WHAT IS BEING ASKED
All lines in the material below that contain "localhost" should be located and copied.
◆ ◆ ◆ ◆ ◆ ◆ ◆
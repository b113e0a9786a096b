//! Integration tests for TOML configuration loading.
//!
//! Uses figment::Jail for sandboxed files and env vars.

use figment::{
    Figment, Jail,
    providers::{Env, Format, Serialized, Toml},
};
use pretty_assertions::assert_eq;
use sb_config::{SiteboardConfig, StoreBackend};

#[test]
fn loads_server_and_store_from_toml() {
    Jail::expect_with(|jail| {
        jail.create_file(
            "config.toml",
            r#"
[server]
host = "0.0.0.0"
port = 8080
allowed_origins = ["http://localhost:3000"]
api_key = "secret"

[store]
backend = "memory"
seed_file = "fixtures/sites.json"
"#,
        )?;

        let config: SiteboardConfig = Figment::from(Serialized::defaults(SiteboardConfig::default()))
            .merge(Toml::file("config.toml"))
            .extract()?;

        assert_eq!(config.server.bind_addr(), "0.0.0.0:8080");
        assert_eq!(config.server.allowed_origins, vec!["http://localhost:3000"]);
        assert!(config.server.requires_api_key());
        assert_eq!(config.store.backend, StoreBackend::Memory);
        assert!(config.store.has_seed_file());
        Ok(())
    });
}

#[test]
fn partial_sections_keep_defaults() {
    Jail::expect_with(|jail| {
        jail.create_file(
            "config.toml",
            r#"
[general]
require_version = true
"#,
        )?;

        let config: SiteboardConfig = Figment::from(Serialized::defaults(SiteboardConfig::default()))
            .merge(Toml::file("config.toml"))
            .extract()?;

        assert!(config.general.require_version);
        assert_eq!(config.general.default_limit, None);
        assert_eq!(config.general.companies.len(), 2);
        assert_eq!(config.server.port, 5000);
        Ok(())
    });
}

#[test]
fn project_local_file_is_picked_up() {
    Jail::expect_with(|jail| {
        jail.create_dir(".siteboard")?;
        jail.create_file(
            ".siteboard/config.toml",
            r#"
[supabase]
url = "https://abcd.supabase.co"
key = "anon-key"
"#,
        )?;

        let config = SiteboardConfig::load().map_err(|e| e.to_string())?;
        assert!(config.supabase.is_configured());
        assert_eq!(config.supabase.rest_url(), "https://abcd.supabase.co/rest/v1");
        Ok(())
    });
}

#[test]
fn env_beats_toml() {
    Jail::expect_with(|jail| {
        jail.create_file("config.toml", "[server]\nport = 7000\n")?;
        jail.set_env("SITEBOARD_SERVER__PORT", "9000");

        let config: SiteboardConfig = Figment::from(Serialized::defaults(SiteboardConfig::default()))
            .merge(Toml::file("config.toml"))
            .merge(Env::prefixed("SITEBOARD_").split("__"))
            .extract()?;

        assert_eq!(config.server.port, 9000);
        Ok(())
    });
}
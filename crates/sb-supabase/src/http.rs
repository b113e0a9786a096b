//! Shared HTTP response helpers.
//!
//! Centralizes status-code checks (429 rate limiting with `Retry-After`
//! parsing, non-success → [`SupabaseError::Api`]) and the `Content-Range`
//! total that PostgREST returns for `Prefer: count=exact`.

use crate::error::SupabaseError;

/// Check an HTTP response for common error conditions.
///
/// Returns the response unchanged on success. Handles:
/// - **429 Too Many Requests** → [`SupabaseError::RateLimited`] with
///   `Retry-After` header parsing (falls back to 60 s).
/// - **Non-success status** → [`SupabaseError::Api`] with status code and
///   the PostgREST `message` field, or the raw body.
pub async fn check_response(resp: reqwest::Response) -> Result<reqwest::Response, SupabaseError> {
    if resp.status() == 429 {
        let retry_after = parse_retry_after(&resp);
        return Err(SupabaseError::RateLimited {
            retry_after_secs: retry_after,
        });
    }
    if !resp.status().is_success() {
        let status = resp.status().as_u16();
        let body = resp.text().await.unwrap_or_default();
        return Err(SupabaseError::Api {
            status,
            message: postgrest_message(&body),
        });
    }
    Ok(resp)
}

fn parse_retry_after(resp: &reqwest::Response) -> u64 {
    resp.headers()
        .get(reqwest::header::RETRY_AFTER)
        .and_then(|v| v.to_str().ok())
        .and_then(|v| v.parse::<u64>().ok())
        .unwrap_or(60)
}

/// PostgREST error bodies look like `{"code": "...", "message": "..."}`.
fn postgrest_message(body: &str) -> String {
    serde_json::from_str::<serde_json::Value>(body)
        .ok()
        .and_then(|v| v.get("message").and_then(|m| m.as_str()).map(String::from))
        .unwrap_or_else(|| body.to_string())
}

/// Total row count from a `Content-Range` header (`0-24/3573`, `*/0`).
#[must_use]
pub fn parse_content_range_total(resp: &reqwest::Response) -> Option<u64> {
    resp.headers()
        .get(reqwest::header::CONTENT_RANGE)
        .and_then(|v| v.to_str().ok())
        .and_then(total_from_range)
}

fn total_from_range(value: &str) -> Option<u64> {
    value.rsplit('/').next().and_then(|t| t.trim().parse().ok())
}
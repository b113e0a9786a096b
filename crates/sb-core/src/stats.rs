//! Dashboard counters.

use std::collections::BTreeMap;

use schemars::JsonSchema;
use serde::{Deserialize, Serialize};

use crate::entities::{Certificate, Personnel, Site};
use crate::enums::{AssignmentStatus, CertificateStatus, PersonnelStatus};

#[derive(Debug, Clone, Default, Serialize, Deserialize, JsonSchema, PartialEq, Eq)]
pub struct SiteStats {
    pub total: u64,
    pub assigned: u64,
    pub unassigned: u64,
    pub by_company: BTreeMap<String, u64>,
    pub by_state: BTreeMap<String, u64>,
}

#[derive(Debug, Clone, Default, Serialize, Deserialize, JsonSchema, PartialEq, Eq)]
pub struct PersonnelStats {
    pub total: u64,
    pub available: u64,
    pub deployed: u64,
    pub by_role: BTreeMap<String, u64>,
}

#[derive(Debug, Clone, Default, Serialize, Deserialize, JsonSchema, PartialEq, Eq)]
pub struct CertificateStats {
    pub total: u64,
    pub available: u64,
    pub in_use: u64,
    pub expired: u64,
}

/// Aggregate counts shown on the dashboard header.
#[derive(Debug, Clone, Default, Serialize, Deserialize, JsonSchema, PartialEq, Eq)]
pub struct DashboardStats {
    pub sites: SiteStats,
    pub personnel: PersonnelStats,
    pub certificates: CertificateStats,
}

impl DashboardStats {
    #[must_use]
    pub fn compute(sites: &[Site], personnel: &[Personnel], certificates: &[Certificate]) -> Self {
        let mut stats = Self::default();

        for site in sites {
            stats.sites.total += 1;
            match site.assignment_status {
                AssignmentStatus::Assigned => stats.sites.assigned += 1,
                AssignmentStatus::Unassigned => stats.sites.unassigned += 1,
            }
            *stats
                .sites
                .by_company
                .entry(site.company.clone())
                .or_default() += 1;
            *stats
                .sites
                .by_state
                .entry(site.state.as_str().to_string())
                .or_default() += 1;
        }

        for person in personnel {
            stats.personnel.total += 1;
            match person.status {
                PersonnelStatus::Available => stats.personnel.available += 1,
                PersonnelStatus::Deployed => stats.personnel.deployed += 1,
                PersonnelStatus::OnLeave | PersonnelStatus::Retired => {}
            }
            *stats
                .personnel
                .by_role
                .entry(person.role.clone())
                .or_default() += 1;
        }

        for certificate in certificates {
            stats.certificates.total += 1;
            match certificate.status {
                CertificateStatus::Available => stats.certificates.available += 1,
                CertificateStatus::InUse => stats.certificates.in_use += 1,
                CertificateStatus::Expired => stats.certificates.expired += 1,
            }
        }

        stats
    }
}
◆ ◆ ◆ ◆ ◆ ◆ ◆
TASK RESPONSE
allowed_origins = ["http://localhost:3000"]
        assert_eq!(config.server.allowed_origins, vec!["http://localhost:3000"]);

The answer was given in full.